Pitt: Yeah, I believe there are things that need to be done. I think you have to start with a recognition that when somebody is hell-bent on committing a fraud, a deliberate fraud, and maintains multiple sets of books, the government, even at its best, is always going to be well behind that person—they're covering their tracks, they're creating things. That doesn't explain what happened here, because in this particular situation, the SEC had a lot of contact with Madoff, starting in '92, '99, 2005, 2006, and they had a roadmap to the fraud. And somehow, they never got it, and it's clearly a case at a minimum of human failure. But there are systems that would be better.... The difficulty you have is you can't take young people, two, three, four years out of college, pay them $50,000, $60,000, $70,000, and expect them to have the sophistication to assess a $20 billion hedge fund. They're just not ever going to be capable of it. What is needed is a system in which everyone who takes money from the public should be inspected either every year, or, for smaller firms, perhaps every other year, by a completely independent, wholly outside, expert entity subject to oversight, and requirements by the SEC. And that way people will be examined continuously, every year. Now, if somebody's deliberately committing a fraud, they still may be able to get away with it. The problem we have is that when the securities laws were set up in 1933, public companies were audited by outside experts, not by the government. And although we've had problems when those outside experts have done it—so it's not foolproof by any means—they at least have the expertise to find things. I think we need compliance audits and examinations of anyone who takes money from the investing public.

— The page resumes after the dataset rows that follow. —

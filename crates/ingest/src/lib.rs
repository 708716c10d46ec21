//! `ruckstats-ingest`: league workbook to relational store.
//!
//! Reads the `Info Clubes` and `Info Jogo` sheets, normalizes and validates
//! every row, and rebuilds teams, round stats, matches and match sides in a
//! [`Store`](ruckstats_core::Store). Bad rows are skipped and reported;
//! only unreadable workbooks and store failures abort a run.

pub mod columns;
pub mod corrections;
pub mod engine;
pub mod error;
pub mod materialize;
pub mod normalize;
pub mod registry;
pub mod report;
pub mod schema;
pub mod standings;
pub mod upload;

pub use engine::{ingest_rows, run, IngestOptions};
pub use error::IngestError;
pub use report::{IngestReport, SkipReason, SkippedRow};
pub use upload::{upload_report, UploadOutcome};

Lipman: Now, Jim, you've had some ideas on how people like yourself, as a short seller, are incentivized to find fraud. You're incentivized because you're rewarded by the markets: If the stock price goes down, you are rewarded. Is there any similar incentive system that would allow people like you to be able to ferret out frauds such as a Madoff fraud?

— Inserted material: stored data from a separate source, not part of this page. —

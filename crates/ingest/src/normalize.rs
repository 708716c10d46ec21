//! Per-cell coercion for the league workbook.
//!
//! The export encodes durations two different ways depending on the sheet,
//! so there are two duration parsers. They must not be merged: the match
//! parser carries a reinterpretation heuristic that would corrupt possession
//! values.

use std::fmt;

use chrono::{Datelike, NaiveDate, NaiveDateTime, Timelike};
use ruckstats_core::CellValue;

/// A clock-style string whose parts are not numbers.
#[derive(Debug, Clone, PartialEq)]
pub struct MalformedDuration {
    pub value: String,
}

impl fmt::Display for MalformedDuration {
    fn fmt(&self, f: &mut fmt::Formatter<'_>) -> fmt::Result {
        write!(f, "malformed duration '{}'", self.value)
    }
}

/// Numeric cell value, or `default` for blank and non-numeric cells.
pub fn number_or(cell: &CellValue, default: f64) -> f64 {
    match cell {
        CellValue::Number(n) if !n.is_nan() => *n,
        CellValue::Text(s) => {
            let trimmed = s.trim();
            if trimmed.is_empty() {
                return default;
            }
            match trimmed.parse::<f64>() {
                Ok(n) if !n.is_nan() => n,
                _ => default,
            }
        }
        _ => default,
    }
}

/// Rate cells are already fractions in [0, 1]; no scaling is applied.
pub fn fraction_or(cell: &CellValue, default: f64) -> f64 {
    number_or(cell, default)
}

/// Match-level elapsed time in seconds.
///
/// Temporal cells from the matches sheet sometimes carry `mm:ss` written as
/// `hh:mm` (27:41 becomes 27 hours 41 minutes). Anything above two hours is
/// read back as minutes and seconds.
pub fn match_duration_secs(cell: &CellValue) -> Result<f64, MalformedDuration> {
    match cell {
        CellValue::Empty => Ok(0.0),
        CellValue::Temporal(dt) => Ok(temporal_match_secs(dt) as f64),
        CellValue::Text(s) => clock_text_secs(s),
        CellValue::Number(n) if *n < 1.0 => Ok(day_fraction_secs(*n)),
        CellValue::Number(n) => Ok(n.floor()),
    }
}

/// Possession time in seconds. The hour field holds minutes and the minute
/// field holds seconds.
pub fn possession_secs(cell: &CellValue) -> Result<f64, MalformedDuration> {
    match cell {
        CellValue::Temporal(dt) => Ok((dt.hour() * 60 + dt.minute()) as f64),
        CellValue::Text(s) => clock_text_secs(s),
        CellValue::Number(n) if *n < 1.0 => Ok(day_fraction_secs(*n)),
        _ => Ok(0.0),
    }
}

fn temporal_match_secs(dt: &NaiveDateTime) -> i64 {
    let hours = epoch_day_offset(dt.date()) * 24 + i64::from(dt.hour());
    let minutes = i64::from(dt.minute());
    if hours > 2 {
        hours * 60 + minutes
    } else {
        hours * 3600 + minutes * 60 + i64::from(dt.second())
    }
}

/// Whole days past 1899-12-30 for values that spilled over midnight.
/// Only dates next to the epoch (Dec 1899, Jan 1900) are durations.
fn epoch_day_offset(date: NaiveDate) -> i64 {
    match (date.year(), date.month()) {
        (1899, 12) => i64::from(date.day()) - 30,
        (1900, 1) => 1 + i64::from(date.day()),
        _ => 0,
    }
}

/// `h:mm:ss` drops the hours; `mm:ss` is taken as-is. Other shapes are 0.
fn clock_text_secs(s: &str) -> Result<f64, MalformedDuration> {
    let parts: Vec<&str> = s.split(':').collect();
    let (minutes, seconds) = match parts.as_slice() {
        [_, mm, ss] | [mm, ss] => (*mm, *ss),
        _ => return Ok(0.0),
    };
    let part = |p: &str| -> Result<f64, MalformedDuration> {
        let p = p.trim();
        if p.is_empty() {
            return Ok(0.0);
        }
        p.parse::<f64>()
            .ok()
            .filter(|n| n.is_finite())
            .ok_or_else(|| MalformedDuration { value: s.to_string() })
    };
    Ok(part(minutes)? * 60.0 + part(seconds)?)
}

/// Day fraction to whole seconds, truncated.
fn day_fraction_secs(fraction: f64) -> f64 {
    // Millisecond rounding absorbs float noise such as 1685.9999...
    let millis = (fraction * 86_400_000.0).round();
    (millis / 1000.0).floor()
}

Jim Chanos: Keep in mind, if Bernie Madoff had been public, he probably would have never gotten as far. Because I believe the marketplace, whether it would be short sellers or journalists, would have been on this a long time ago. In fact, there hasn't been one major financial fraud that I can think of in the past 25 years that wasn't uncovered by an internal whistleblower, a short seller, or a journalist, or some combination thereof. It is not the outside auditors that do it, it's not the outside counsel that does it, and it's not government regulatory or law enforcement agencies that uncover these things. It's usually someone with an axe to grind or an incentive, and that is the reality of the marketplace. Smart criminals tend to get away with crimes. And also, to Mr. Wiesel's point, I don't know if it was Jesse Livermore, Bernard Baruch, or someone like that who once said, the greater the mania, the higher the intellect that succumbs to it. And those are really apt words. As the financial juices get flowing, as they certainly were a few years ago, we begin to suspend belief in what normally would be a situation where one would equate risk with reward, and would be skeptical of anything that appears too good to be true. When everybody's making money, it's very easy to set that aside.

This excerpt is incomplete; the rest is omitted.